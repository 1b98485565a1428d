pub mod lifecycle_config;
pub mod logging_config;

use serde::{Deserialize, Serialize};

use crate::errors::{PolicyError, PolicyResult};

pub use lifecycle_config::LifecycleConfig;
pub use logging_config::LoggingConfig;

/// Top-level configuration for the policy engine.
#[derive(Debug, Clone, PartialEq, Eq, Serialize, Deserialize, Default)]
#[serde(default)]
pub struct ShelfConfig {
    pub lifecycle: LifecycleConfig,
    pub logging: LoggingConfig,
}

impl ShelfConfig {
    /// Load config from a TOML string, falling back to defaults for missing
    /// fields, then validate it.
    pub fn from_toml(toml_str: &str) -> PolicyResult<Self> {
        let config: Self =
            toml::from_str(toml_str).map_err(|e| PolicyError::Config(e.to_string()))?;
        config.validate()?;
        Ok(config)
    }

    pub fn validate(&self) -> PolicyResult<()> {
        self.lifecycle.validate()
    }
}
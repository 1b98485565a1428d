//! # shelf-napi
//!
//! NAPI-RS v3 bindings exposing the STL Shelf policy engine to the
//! TypeScript app. Route handlers and UI hooks call these instead of
//! re-implementing the rules.
//!
//! Roles cross the boundary as lowercase strings, instants as epoch
//! milliseconds, and errors as `[CODE] message` reasons.

pub mod bindings;
pub mod conversions;
pub mod runtime;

Task objective
Select all lines with the word "PolicyError" from the entries above.

Result below
use crate::errors::{PolicyError, PolicyResult};
            toml::from_str(toml_str).map_err(|e| PolicyError::Config(e.to_string()))?;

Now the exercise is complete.